(Material supplied)
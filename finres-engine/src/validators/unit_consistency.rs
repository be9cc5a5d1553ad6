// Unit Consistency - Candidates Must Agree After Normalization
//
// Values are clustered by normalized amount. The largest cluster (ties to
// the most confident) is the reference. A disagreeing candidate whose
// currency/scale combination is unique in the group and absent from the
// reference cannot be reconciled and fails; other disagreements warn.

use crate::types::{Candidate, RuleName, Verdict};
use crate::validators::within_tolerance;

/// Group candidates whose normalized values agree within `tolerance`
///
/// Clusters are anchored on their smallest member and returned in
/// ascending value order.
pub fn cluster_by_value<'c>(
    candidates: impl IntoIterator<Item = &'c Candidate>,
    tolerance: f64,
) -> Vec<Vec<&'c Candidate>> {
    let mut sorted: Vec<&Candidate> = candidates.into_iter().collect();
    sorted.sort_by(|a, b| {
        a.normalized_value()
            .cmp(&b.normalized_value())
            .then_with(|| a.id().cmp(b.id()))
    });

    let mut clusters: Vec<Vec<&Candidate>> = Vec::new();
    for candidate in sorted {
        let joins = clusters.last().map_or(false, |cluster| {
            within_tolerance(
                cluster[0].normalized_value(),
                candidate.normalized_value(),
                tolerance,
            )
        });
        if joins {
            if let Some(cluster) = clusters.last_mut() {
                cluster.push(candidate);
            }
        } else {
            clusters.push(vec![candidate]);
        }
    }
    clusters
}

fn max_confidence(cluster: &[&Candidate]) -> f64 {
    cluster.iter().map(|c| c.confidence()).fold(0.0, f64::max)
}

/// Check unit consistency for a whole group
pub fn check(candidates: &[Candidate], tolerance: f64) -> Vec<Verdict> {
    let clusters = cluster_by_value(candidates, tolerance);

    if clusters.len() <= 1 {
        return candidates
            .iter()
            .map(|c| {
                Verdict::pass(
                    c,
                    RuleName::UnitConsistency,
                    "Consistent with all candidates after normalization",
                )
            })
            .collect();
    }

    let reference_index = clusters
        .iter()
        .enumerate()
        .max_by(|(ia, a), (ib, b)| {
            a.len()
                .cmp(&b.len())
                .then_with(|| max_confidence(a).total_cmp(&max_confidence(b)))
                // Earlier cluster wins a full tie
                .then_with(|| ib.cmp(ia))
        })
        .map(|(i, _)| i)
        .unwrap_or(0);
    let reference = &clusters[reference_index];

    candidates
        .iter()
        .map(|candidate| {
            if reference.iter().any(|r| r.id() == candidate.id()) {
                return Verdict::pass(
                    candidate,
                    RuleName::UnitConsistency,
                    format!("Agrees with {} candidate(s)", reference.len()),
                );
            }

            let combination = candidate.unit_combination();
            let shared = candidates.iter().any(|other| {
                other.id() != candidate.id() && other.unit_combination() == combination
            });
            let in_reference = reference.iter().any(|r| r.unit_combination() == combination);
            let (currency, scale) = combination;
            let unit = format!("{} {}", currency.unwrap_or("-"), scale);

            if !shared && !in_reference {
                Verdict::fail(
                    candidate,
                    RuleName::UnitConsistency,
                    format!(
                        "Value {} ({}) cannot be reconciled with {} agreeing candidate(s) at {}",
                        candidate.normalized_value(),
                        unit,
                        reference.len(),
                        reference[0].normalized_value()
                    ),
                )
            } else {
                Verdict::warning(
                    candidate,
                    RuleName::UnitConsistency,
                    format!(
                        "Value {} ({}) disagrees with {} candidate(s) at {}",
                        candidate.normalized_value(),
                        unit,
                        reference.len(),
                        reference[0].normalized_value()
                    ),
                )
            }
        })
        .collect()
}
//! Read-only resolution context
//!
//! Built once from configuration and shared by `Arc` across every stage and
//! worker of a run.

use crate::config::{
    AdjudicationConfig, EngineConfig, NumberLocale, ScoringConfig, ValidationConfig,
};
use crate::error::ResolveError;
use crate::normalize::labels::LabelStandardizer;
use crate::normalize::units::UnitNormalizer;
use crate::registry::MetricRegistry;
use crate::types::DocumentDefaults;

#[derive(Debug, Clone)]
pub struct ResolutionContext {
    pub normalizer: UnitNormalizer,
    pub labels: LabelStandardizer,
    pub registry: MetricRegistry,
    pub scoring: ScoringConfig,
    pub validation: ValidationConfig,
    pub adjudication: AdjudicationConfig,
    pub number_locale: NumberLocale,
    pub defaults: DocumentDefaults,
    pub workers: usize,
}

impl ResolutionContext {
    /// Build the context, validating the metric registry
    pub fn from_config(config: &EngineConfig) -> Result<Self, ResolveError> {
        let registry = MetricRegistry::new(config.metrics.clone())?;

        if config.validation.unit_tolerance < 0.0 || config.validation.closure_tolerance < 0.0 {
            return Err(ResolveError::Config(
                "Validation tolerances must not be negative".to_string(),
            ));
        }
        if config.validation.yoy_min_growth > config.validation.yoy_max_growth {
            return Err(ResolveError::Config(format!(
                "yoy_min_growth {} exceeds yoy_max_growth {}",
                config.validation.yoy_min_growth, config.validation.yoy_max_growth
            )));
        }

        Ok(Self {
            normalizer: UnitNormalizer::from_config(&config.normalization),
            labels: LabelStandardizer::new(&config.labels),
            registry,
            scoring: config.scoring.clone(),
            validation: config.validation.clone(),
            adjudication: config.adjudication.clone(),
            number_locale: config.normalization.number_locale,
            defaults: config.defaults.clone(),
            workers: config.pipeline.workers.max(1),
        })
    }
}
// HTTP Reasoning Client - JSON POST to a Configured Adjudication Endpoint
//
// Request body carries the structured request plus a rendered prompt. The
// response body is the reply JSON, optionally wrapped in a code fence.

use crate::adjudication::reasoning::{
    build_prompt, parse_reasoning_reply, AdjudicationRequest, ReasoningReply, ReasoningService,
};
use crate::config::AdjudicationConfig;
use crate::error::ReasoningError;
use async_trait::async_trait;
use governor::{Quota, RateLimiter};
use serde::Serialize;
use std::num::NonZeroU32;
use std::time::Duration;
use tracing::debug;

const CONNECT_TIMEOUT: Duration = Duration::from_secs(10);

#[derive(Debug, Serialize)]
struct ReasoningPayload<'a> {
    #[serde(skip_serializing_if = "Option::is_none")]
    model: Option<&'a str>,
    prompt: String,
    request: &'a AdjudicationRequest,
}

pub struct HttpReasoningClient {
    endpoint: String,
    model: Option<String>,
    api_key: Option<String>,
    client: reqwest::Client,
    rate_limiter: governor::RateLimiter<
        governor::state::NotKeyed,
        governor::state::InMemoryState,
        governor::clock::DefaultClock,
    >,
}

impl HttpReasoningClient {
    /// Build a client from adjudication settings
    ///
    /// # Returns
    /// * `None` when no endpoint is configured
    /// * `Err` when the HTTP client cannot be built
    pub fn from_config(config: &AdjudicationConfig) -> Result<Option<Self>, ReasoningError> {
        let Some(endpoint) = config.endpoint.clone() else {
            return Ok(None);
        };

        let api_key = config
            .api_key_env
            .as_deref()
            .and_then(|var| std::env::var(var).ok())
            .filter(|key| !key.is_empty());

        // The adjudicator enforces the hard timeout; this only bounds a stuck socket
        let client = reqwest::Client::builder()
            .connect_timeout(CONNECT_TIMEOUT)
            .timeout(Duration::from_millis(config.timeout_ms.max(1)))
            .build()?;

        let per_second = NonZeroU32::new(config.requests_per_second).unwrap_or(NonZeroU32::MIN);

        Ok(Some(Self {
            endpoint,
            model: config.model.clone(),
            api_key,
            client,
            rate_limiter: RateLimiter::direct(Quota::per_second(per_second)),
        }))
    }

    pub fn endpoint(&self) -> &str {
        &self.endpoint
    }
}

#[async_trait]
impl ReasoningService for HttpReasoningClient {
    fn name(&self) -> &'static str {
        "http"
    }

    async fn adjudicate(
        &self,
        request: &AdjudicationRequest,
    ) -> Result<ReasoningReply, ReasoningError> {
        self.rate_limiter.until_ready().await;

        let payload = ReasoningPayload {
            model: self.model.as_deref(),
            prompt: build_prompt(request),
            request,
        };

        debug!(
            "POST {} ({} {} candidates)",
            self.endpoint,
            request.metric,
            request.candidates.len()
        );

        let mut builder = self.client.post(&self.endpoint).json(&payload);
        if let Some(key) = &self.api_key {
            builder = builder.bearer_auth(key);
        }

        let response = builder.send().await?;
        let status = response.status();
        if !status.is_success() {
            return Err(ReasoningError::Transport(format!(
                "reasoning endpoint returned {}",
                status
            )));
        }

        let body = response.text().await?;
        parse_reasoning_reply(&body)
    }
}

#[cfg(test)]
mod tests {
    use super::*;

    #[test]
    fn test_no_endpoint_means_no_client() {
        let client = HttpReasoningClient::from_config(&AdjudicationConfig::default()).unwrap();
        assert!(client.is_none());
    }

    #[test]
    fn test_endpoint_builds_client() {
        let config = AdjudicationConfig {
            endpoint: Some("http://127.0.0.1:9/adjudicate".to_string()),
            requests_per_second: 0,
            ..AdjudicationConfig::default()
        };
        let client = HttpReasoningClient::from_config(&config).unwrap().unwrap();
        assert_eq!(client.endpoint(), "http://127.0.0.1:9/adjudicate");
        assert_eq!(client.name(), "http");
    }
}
(End Material supplied)
(Material supplied)
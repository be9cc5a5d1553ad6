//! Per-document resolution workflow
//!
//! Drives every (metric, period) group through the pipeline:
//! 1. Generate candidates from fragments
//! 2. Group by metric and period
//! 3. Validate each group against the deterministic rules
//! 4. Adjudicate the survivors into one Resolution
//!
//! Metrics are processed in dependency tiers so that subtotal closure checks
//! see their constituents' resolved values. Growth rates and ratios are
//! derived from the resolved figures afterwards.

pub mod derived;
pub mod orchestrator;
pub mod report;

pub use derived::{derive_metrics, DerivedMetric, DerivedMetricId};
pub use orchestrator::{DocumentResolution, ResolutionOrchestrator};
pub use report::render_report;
(End Material supplied)
Activity: For every line above in which the string "collect" appears, add one; please give the final count and nothing else.

Result of the exercise: 3